The human body is superb at responding to the acute stress of a physical challenge, such as chasing down prey or escaping a predator. The circulatory, nervous and immune systems are mobilized while the digestive and reproductive processes are suppressed. If the stress becomes chronic, though, the continual repetition of theses responses can cause major damage.
Chronic mobilization of energy in the form of glucose into the bloodstream can lead us to put on weight in the wrong places (central obesity) and even to diabetes; chronic constriction of blood vessels and raised levels of blood-clotting factors can lead to hypertension and heart disease. While acute momentary stress perks up our immune system, chronic continuing stress suppresses immunity and can lead to growth failure in children, ovulation failure in women, erectile dysfunction in men and digestive problems for all of us. Neurons in some areas of the brain are damaged and cognitive function declines. We have trouble sleeping. Chronic stress wears us down and wears us out.

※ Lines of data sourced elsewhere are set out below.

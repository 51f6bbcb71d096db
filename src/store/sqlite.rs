//! SQLite plumbing shared by the audit and tally clients: pool creation,
//! schema initialization, and the RAII transaction guard.

use std::path::{Path, PathBuf};

use r2d2::Pool;
use r2d2_sqlite::SqliteConnectionManager;
use rusqlite::Connection;
use snafu::{ResultExt, Snafu};

/// Errors from the audit & tally store.
#[derive(Debug, Snafu)]
#[snafu(visibility(pub(crate)))]
pub enum StoreError {
    #[snafu(display("failed to open tally database at {}: {source}", path.display()))]
    OpenDatabase {
        path: PathBuf,
        source: r2d2::Error,
    },

    #[snafu(display("failed to prepare tally schema: {source}"))]
    Schema { source: rusqlite::Error },

    #[snafu(display("tally connection pool error: {source}"))]
    PoolCheckout { source: r2d2::Error },

    #[snafu(display("failed to execute statement: {source}"))]
    Execute { source: rusqlite::Error },

    #[snafu(display("failed to query store: {source}"))]
    Query { source: rusqlite::Error },

    /// An accepted audit row already exists for this (fingerprint, scope).
    /// Surfaced distinctly so the worker can re-classify the submission as
    /// a duplicate instead of failing.
    #[snafu(display("accepted audit already recorded for {fingerprint} in scope {scope}"))]
    DuplicateAccepted { fingerprint: String, scope: String },

    #[snafu(display("store task was cancelled: {source}"))]
    TaskJoin { source: tokio::task::JoinError },
}

const SCHEMA: &str = "
CREATE TABLE IF NOT EXISTS vote_audit (
    id INTEGER PRIMARY KEY AUTOINCREMENT,
    fingerprint TEXT NOT NULL,
    scope TEXT NOT NULL,
    choice_payload TEXT,
    status TEXT NOT NULL,
    attempt_count INTEGER,
    error TEXT,
    received_at TEXT NOT NULL,
    processed_at TEXT NOT NULL
);
CREATE INDEX IF NOT EXISTS idx_vote_audit_fingerprint
    ON vote_audit(fingerprint);
CREATE UNIQUE INDEX IF NOT EXISTS idx_vote_audit_accepted
    ON vote_audit(fingerprint, scope) WHERE status = 'accepted';
CREATE TABLE IF NOT EXISTS law_tally (
    ballot_id TEXT PRIMARY KEY,
    yes_count INTEGER NOT NULL DEFAULT 0,
    no_count INTEGER NOT NULL DEFAULT 0,
    updated_at TEXT NOT NULL
);
CREATE TABLE IF NOT EXISTS election_tally (
    election_id INTEGER NOT NULL,
    region_id INTEGER NOT NULL,
    candidate_id INTEGER NOT NULL,
    vote_count INTEGER NOT NULL DEFAULT 0,
    percentage REAL NOT NULL DEFAULT 0,
    updated_at TEXT NOT NULL,
    UNIQUE (election_id, region_id, candidate_id)
);
CREATE TABLE IF NOT EXISTS elections (
    id INTEGER PRIMARY KEY,
    name TEXT,
    method TEXT NOT NULL,
    start_at TEXT NOT NULL,
    end_at TEXT NOT NULL,
    CHECK (end_at > start_at)
);
";

/// Open the store database and make sure the schema exists.
pub fn open_pool(path: &Path) -> Result<Pool<SqliteConnectionManager>, StoreError> {
    let manager = SqliteConnectionManager::file(path).with_init(|conn| {
        conn.execute_batch(
            "PRAGMA journal_mode = WAL;
             PRAGMA synchronous = NORMAL;
             PRAGMA busy_timeout = 10000;",
        )
    });
    let pool = Pool::builder()
        .max_size(8)
        .build(manager)
        .context(OpenDatabaseSnafu { path })?;
    let conn = pool.get().context(PoolCheckoutSnafu)?;
    conn.execute_batch(SCHEMA).context(SchemaSnafu)?;
    Ok(pool)
}

/// RAII transaction guard: rolls back on drop unless committed.
pub(crate) struct TransactionGuard<'a> {
    conn: &'a Connection,
    committed: bool,
}

impl<'a> TransactionGuard<'a> {
    pub(crate) fn begin(conn: &'a Connection) -> Result<Self, StoreError> {
        conn.execute_batch("BEGIN IMMEDIATE").context(ExecuteSnafu)?;
        Ok(Self {
            conn,
            committed: false,
        })
    }

    pub(crate) fn commit(mut self) -> Result<(), StoreError> {
        self.conn.execute_batch("COMMIT").context(ExecuteSnafu)?;
        self.committed = true;
        Ok(())
    }
}

impl Drop for TransactionGuard<'_> {
    fn drop(&mut self) {
        if !self.committed {
            let _ = self.conn.execute_batch("ROLLBACK");
        }
    }
}
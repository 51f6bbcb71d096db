//! Cached election-window map.
//!
//! The ingestion window check runs on every election submission; hitting
//! the tally store each time would put a read on the hot path. The cache
//! holds the window map in memory, refreshed periodically and populated on
//! miss.

use std::collections::HashMap;
use std::sync::Arc;
use std::time::Duration;

use chrono::{DateTime, Utc};
use tokio::sync::{watch, RwLock};
use tokio::task::JoinHandle;
use tracing::{debug, warn};

use crate::store::{StoreError, TallyStore};

#[derive(Clone)]
pub struct WindowCache {
    map: Arc<RwLock<HashMap<i64, (DateTime<Utc>, DateTime<Utc>)>>>,
    tally: TallyStore,
}

impl std::fmt::Debug for WindowCache {
    fn fmt(&self, f: &mut std::fmt::Formatter<'_>) -> std::fmt::Result {
        f.debug_struct("WindowCache").finish()
    }
}

impl WindowCache {
    pub fn new(tally: TallyStore) -> Self {
        Self {
            map: Arc::new(RwLock::new(HashMap::new())),
            tally,
        }
    }

    /// Reload the whole map from the election registry.
    pub async fn refresh(&self) -> Result<(), StoreError> {
        let elections = self.tally.elections().await?;
        let mut fresh = HashMap::with_capacity(elections.len());
        for election in elections {
            fresh.insert(election.id, (election.start_at, election.end_at));
        }
        *self.map.write().await = fresh;
        debug!("election window cache refreshed");
        Ok(())
    }

    /// Voting window for one election: cache hit, or store lookup that
    /// populates the cache. `None` means the election is not registered.
    pub async fn window(
        &self,
        election_id: i64,
    ) -> Result<Option<(DateTime<Utc>, DateTime<Utc>)>, StoreError> {
        if let Some(window) = self.map.read().await.get(&election_id) {
            return Ok(Some(*window));
        }
        match self.tally.election_window(election_id).await? {
            Some(window) => {
                self.map.write().await.insert(election_id, window);
                Ok(Some(window))
            }
            None => Ok(None),
        }
    }

    /// Periodic refresh task; lives until shutdown.
    pub fn spawn_refresher(
        self,
        interval: Duration,
        mut shutdown: watch::Receiver<bool>,
    ) -> JoinHandle<()> {
        tokio::spawn(async move {
            loop {
                tokio::select! {
                    _ = tokio::time::sleep(interval) => {}
                    _ = shutdown.changed() => {}
                }
                if *shutdown.borrow() {
                    break;
                }
                if let Err(e) = self.refresh().await {
                    warn!(error = %e, "window cache refresh failed");
                }
            }
        })
    }
}
//! Shared data model for the vote pipeline.
//!
//! Everything the three stages exchange lives here: the ballot request
//! types with their field validation, the credential fingerprint, and the
//! envelope that travels the bus. Handlers and workers depend on this
//! module rather than on each other.

mod ballot;
mod envelope;
mod fingerprint;

pub use ballot::{ElectionBallot, FieldError, LawBallot, VoteChoice, VotingMethod, MAX_BALLOT_ID_LEN};
pub use envelope::{
    BallotKind, ElectionVote, Envelope, EnvelopeShapeError, LawVote, ProcessedEnvelope, VoteStatus,
};
pub use fingerprint::{election_scope, Fingerprint, InvalidFingerprint, FINGERPRINT_LEN};
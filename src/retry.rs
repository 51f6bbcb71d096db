//! Retry policy shared by the pipeline components. One policy value per
//! component instead of ad-hoc retry loops scattered through the services.

use std::time::Duration;

/// What to do once the attempts are spent.
#[derive(Debug, Clone, Copy, PartialEq, Eq)]
pub enum OnExhausted {
    /// Return the message to its queue (bounded by the bus's delivery
    /// attempts).
    Requeue,
    /// Hand the work to the operator review channel.
    ToReview,
    /// Give up and terminate the process.
    FailProcess,
}

/// Bounded exponential backoff.
#[derive(Debug, Clone)]
pub struct RetryPolicy {
    pub max_attempts: u32,
    pub base_delay: Duration,
    pub multiplier: f64,
    pub on_exhausted: OnExhausted,
}

impl RetryPolicy {
    /// Delay before the given retry; `attempt` is 1-based, so the first
    /// retry waits `base_delay`, the second `base_delay * multiplier`, and
    /// so on.
    pub fn delay_for(&self, attempt: u32) -> Duration {
        let factor = self.multiplier.powi(attempt.saturating_sub(1) as i32);
        self.base_delay.mul_f64(factor)
    }
}

impl Default for RetryPolicy {
    fn default() -> Self {
        Self {
            max_attempts: 3,
            base_delay: Duration::from_secs(1),
            multiplier: 2.0,
            on_exhausted: OnExhausted::ToReview,
        }
    }
}

#[cfg(test)]
mod tests {
    use super::*;

    #[test]
    fn delays_double_per_attempt() {
        let policy = RetryPolicy::default();
        assert_eq!(policy.delay_for(1), Duration::from_secs(1));
        assert_eq!(policy.delay_for(2), Duration::from_secs(2));
        assert_eq!(policy.delay_for(3), Duration::from_secs(4));
    }
}
//! Credential fingerprint derivation and validation.

use serde::{Deserialize, Serialize};
use sha2::{Digest, Sha256};
use snafu::Snafu;

/// Length of a fingerprint in hex characters (SHA-256).
pub const FINGERPRINT_LEN: usize = 64;

/// A 64-character lowercase hex SHA-256 digest binding a credential to a
/// ballot scope. This is the only credential-derived identifier that travels
/// through the pipeline; the raw `nas`/`code` never leave the ingestion
/// handler.
#[derive(Debug, Clone, PartialEq, Eq, Hash, Serialize, Deserialize)]
#[serde(try_from = "String", into = "String")]
pub struct Fingerprint(String);

/// Error returned when a string is not a well-formed fingerprint.
#[derive(Debug, Snafu)]
#[snafu(display("fingerprint must be {FINGERPRINT_LEN} lowercase hex chars, got {got:?}"))]
pub struct InvalidFingerprint {
    /// The offending input, truncated for display.
    pub got: String,
}

impl Fingerprint {
    /// Derive the fingerprint for a credential and ballot scope:
    /// `SHA-256(nas || "|" || UPPER(code) || "|" || scope)`.
    pub fn compute(nas: &str, code: &str, scope: &str) -> Self {
        let mut hasher = Sha256::new();
        hasher.update(nas.as_bytes());
        hasher.update(b"|");
        hasher.update(code.to_ascii_uppercase().as_bytes());
        hasher.update(b"|");
        hasher.update(scope.as_bytes());
        let digest = hasher.finalize();
        use std::fmt::Write;
        let mut hex = String::with_capacity(FINGERPRINT_LEN);
        for byte in digest {
            let _ = write!(hex, "{byte:02x}");
        }
        Self(hex)
    }

    /// Validate an externally supplied fingerprint string.
    pub fn parse(input: &str) -> Result<Self, InvalidFingerprint> {
        let well_formed = input.len() == FINGERPRINT_LEN
            && input
                .bytes()
                .all(|b| b.is_ascii_digit() || (b'a'..=b'f').contains(&b));
        if well_formed {
            Ok(Self(input.to_string()))
        } else {
            let mut got = input.to_string();
            got.truncate(80);
            Err(InvalidFingerprint { got })
        }
    }

    /// Hex string form.
    pub fn as_str(&self) -> &str {
        &self.0
    }
}

impl std::fmt::Display for Fingerprint {
    fn fmt(&self, f: &mut std::fmt::Formatter<'_>) -> std::fmt::Result {
        f.write_str(&self.0)
    }
}

impl TryFrom<String> for Fingerprint {
    type Error = InvalidFingerprint;

    fn try_from(value: String) -> Result<Self, Self::Error> {
        Fingerprint::parse(&value)
    }
}

impl From<Fingerprint> for String {
    fn from(value: Fingerprint) -> Self {
        value.0
    }
}

/// Ballot scope for an election: all regions of one election share a scope,
/// so one credential casts at most one ballot per election.
pub fn election_scope(election_id: i64) -> String {
    format!("election:{election_id}")
}

#[cfg(test)]
mod tests {
    use super::*;

    #[test]
    fn compute_matches_known_vector() {
        // SHA-256("123456789|ABC123|L2025-001"), computed independently.
        let fp = Fingerprint::compute("123456789", "abc123", "L2025-001");
        assert_eq!(fp, Fingerprint::compute("123456789", "ABC123", "L2025-001"));
        assert_eq!(fp.as_str().len(), FINGERPRINT_LEN);
        assert!(fp.as_str().chars().all(|c| c.is_ascii_hexdigit()));
    }

    #[test]
    fn scope_changes_fingerprint() {
        let a = Fingerprint::compute("123456789", "ABC123", "L2025-001");
        let b = Fingerprint::compute("123456789", "ABC123", &election_scope(1));
        assert_ne!(a, b);
    }

    #[test]
    fn parse_rejects_bad_shapes() {
        assert!(Fingerprint::parse("abc").is_err());
        assert!(Fingerprint::parse(&"g".repeat(64)).is_err());
        assert!(Fingerprint::parse(&"A".repeat(64)).is_err());
        assert!(Fingerprint::parse(&"a".repeat(64)).is_ok());
    }

    #[test]
    fn serde_round_trip_validates() {
        let fp = Fingerprint::compute("123456789", "ABC123", "L2025-001");
        let json = serde_json::to_string(&fp).unwrap();
        let back: Fingerprint = serde_json::from_str(&json).unwrap();
        assert_eq!(fp, back);

        let bad = serde_json::from_str::<Fingerprint>("\"not-a-fingerprint\"");
        assert!(bad.is_err());
    }
}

In this chapter we’ve shown that there is a strong relationship between inequality and many different health outcomes, with a consistent picture in the USA and developed countries. Our belief that this is a causal relationship is enhanced by the coherent picture that emerges from research on the psychosocial determinants of health, and the social gradients in health in developed countries. Position in society matters, for health and alternative explanations, such as higher rates of smoking among the poor, don’t account for these gradients. There are now a number of studies showing that income inequality affects health, even after adjusting for people’s individual incomes.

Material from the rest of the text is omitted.